→ **WHAT IS NEEDED**
Restate the records below word for word.

(Dataset entries)
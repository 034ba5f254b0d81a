use anyhow::{Context, Result};
use std::sync::Arc;
use tracing::{info, warn};

use crate::config::{Config, ConfigSource};
use crate::pool::{
    Connector, KeyedPoolRegistry, LazySingleton, PoolError, SelfHealingHandle, SlotLease, SlotPool,
    TcpConnector,
};

/// Process-scoped context owning one lifecycle component per configured backend
///
/// Built once at startup and shared by cloning; clones share the same pools,
/// handle, singleton and registry. There is no reset: everything lives until
/// the process exits.
pub struct Core<C: Connector = TcpConnector> {
    pub config: Arc<Config>,
    connector: Arc<C>,
    documents: Option<Arc<SlotPool<C>>>,
    database: Option<Arc<SelfHealingHandle<C>>>,
    cache: Arc<LazySingleton<C::Conn>>,
    registry: Arc<KeyedPoolRegistry>,
}

impl<C: Connector> Clone for Core<C> {
    fn clone(&self) -> Self {
        Self {
            config: Arc::clone(&self.config),
            connector: Arc::clone(&self.connector),
            documents: self.documents.clone(),
            database: self.database.clone(),
            cache: Arc::clone(&self.cache),
            registry: Arc::clone(&self.registry),
        }
    }
}

impl Core<TcpConnector> {
    /// Build the context with the TCP connector
    pub async fn new(config: Config) -> Result<Self> {
        Self::with_connector(config, Arc::new(TcpConnector::new())).await
    }
}

impl<C: Connector> Core<C> {
    /// Build the context, pre-filling the document pool.
    ///
    /// A pre-fill failure is logged and tolerated: the pool grows on demand
    /// once the backend is reachable. Nothing else connects until first use.
    pub async fn with_connector(config: Config, connector: Arc<C>) -> Result<Self> {
        config.validate().context("Invalid configuration")?;
        let config = Arc::new(config);

        let documents = match &config.documents {
            Some(backend) => {
                let pool = SlotPool::new("documents", backend.clone(), Arc::clone(&connector))?;
                match pool.prefill().await {
                    Ok(size) => info!(backend = "documents", size, "Document pool ready"),
                    Err(e) => warn!(backend = "documents", error = %e, "Document pool pre-fill failed"),
                }
                Some(Arc::new(pool))
            }
            None => None,
        };

        let database = match &config.database {
            Some(backend) => {
                let health = Arc::clone(&connector);
                let handle = SelfHealingHandle::new("database", backend.clone(), Arc::clone(&connector))?
                    .with_error_predicate(move |conn| health.is_broken(conn));
                Some(Arc::new(handle))
            }
            None => None,
        };

        let source: Arc<dyn ConfigSource> = config.clone();
        let registry = Arc::new(KeyedPoolRegistry::new(source));

        Ok(Self {
            config,
            connector,
            documents,
            database,
            cache: Arc::new(LazySingleton::new("cache")),
            registry,
        })
    }

    /// The document slot pool, if configured
    pub fn document_pool(&self) -> Option<&Arc<SlotPool<C>>> {
        self.documents.as_ref()
    }

    /// Check out a document-store connection
    pub async fn documents(&self) -> Result<SlotLease<C::Conn>> {
        let pool = self
            .documents
            .as_ref()
            .ok_or_else(|| anyhow::anyhow!("Document store is not configured"))?;
        Ok(pool.acquire().await?)
    }

    /// The database handle, if configured
    pub fn database_handle(&self) -> Option<&Arc<SelfHealingHandle<C>>> {
        self.database.as_ref()
    }

    /// Get the shared database connection, reconnecting if it was found broken
    pub async fn database(&self) -> Result<Arc<C::Conn>> {
        let handle = self
            .database
            .as_ref()
            .ok_or_else(|| anyhow::anyhow!("Database is not configured"))?;
        Ok(handle.get().await?)
    }

    /// Get the process-wide cache client, connecting on first use
    pub async fn cache(&self) -> Result<Arc<C::Conn>> {
        let backend = self
            .config
            .cache
            .as_ref()
            .ok_or_else(|| anyhow::anyhow!("Cache is not configured"))?;

        let conn = self
            .cache
            .get_or_init(|| self.connector.connect("cache", backend))
            .await?;
        Ok(conn)
    }

    /// Whether the cache client has been constructed
    pub fn cache_ready(&self) -> bool {
        self.cache.is_initialized()
    }

    /// Get the connection pool for a remote service
    pub async fn service(&self, name: &str) -> Result<Arc<SlotPool<C>>, PoolError> {
        self.registry
            .resolve_slot_pool(name, Arc::clone(&self.connector))
            .await
    }

    pub fn registry(&self) -> &KeyedPoolRegistry {
        &self.registry
    }
}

→ **TASK ANSWER**
repository 034ba5f254b0d81a
use anyhow::{Context, Result};
use std::sync::Arc;
use tracing::{info, warn};

use crate::config::{Config, ConfigSource};
use crate::pool::{
    Connector, KeyedPoolRegistry, LazySingleton, PoolError, SelfHealingHandle, SlotLease, SlotPool,
    TcpConnector,
};

/// Process-scoped context owning one lifecycle component per configured backend
///
/// Built once at startup and shared by cloning; clones share the same pools,
/// handle, singleton and registry. There is no reset: everything lives until
/// the process exits.
pub struct Core<C: Connector = TcpConnector> {
    pub config: Arc<Config>,
    connector: Arc<C>,
    documents: Option<Arc<SlotPool<C>>>,
    database: Option<Arc<SelfHealingHandle<C>>>,
    cache: Arc<LazySingleton<C::Conn>>,
    registry: Arc<KeyedPoolRegistry>,
}

impl<C: Connector> Clone for Core<C> {
    fn clone(&self) -> Self {
        Self {
            config: Arc::clone(&self.config),
            connector: Arc::clone(&self.connector),
            documents: self.documents.clone(),
            database: self.database.clone(),
            cache: Arc::clone(&self.cache),
            registry: Arc::clone(&self.registry),
        }
    }
}

impl Core<TcpConnector> {
    /// Build the context with the TCP connector
    pub async fn new(config: Config) -> Result<Self> {
        Self::with_connector(config, Arc::new(TcpConnector::new())).await
    }
}

impl<C: Connector> Core<C> {
    /// Build the context, pre-filling the document pool.
    ///
    /// A pre-fill failure is logged and tolerated: the pool grows on demand
    /// once the backend is reachable. Nothing else connects until first use.
    pub async fn with_connector(config: Config, connector: Arc<C>) -> Result<Self> {
        config.validate().context("Invalid configuration")?;
        let config = Arc::new(config);

        let documents = match &config.documents {
            Some(backend) => {
                let pool = SlotPool::new("documents", backend.clone(), Arc::clone(&connector))?;
                match pool.prefill().await {
                    Ok(size) => info!(backend = "documents", size, "Document pool ready"),
                    Err(e) => warn!(backend = "documents", error = %e, "Document pool pre-fill failed"),
                }
                Some(Arc::new(pool))
            }
            None => None,
        };

        let database = match &config.database {
            Some(backend) => {
                let health = Arc::clone(&connector);
                let handle = SelfHealingHandle::new("database", backend.clone(), Arc::clone(&connector))?
                    .with_error_predicate(move |conn| health.is_broken(conn));
                Some(Arc::new(handle))
            }
            None => None,
        };

        let source: Arc<dyn ConfigSource> = config.clone();
        let registry = Arc::new(KeyedPoolRegistry::new(source));

        Ok(Self {
            config,
            connector,
            documents,
            database,
            cache: Arc::new(LazySingleton::new("cache")),
            registry,
        })
    }

    /// The document slot pool, if configured
    pub fn document_pool(&self) -> Option<&Arc<SlotPool<C>>> {
        self.documents.as_ref()
    }

    /// Check out a document-store connection
    pub async fn documents(&self) -> Result<SlotLease<C::Conn>> {
        let pool = self
            .documents
            .as_ref()
            .ok_or_else(|| anyhow::anyhow!("Document store is not configured"))?;
        Ok(pool.acquire().await?)
    }

    /// The database handle, if configured
    pub fn database_handle(&self) -> Option<&Arc<SelfHealingHandle<C>>> {
        self.database.as_ref()
    }

    /// Get the shared database connection, reconnecting if it was found broken
    pub async fn database(&self) -> Result<Arc<C::Conn>> {
        let handle = self
            .database
            .as_ref()
            .ok_or_else(|| anyhow::anyhow!("Database is not configured"))?;
        Ok(handle.get().await?)
    }

    /// Get the process-wide cache client, connecting on first use
    pub async fn cache(&self) -> Result<Arc<C::Conn>> {
        let backend = self
            .config
            .cache
            .as_ref()
            .ok_or_else(|| anyhow::anyhow!("Cache is not configured"))?;

        let conn = self
            .cache
            .get_or_init(|| self.connector.connect("cache", backend))
            .await?;
        Ok(conn)
    }

    /// Whether the cache client has been constructed
    pub fn cache_ready(&self) -> bool {
        self.cache.is_initialized()
    }

    /// Get the connection pool for a remote service
    pub async fn service(&self, name: &str) -> Result<Arc<SlotPool<C>>, PoolError> {
        self.registry
            .resolve_slot_pool(name, Arc::clone(&self.connector))
            .await
    }

    pub fn registry(&self) -> &KeyedPoolRegistry {
        &self.registry
    }
}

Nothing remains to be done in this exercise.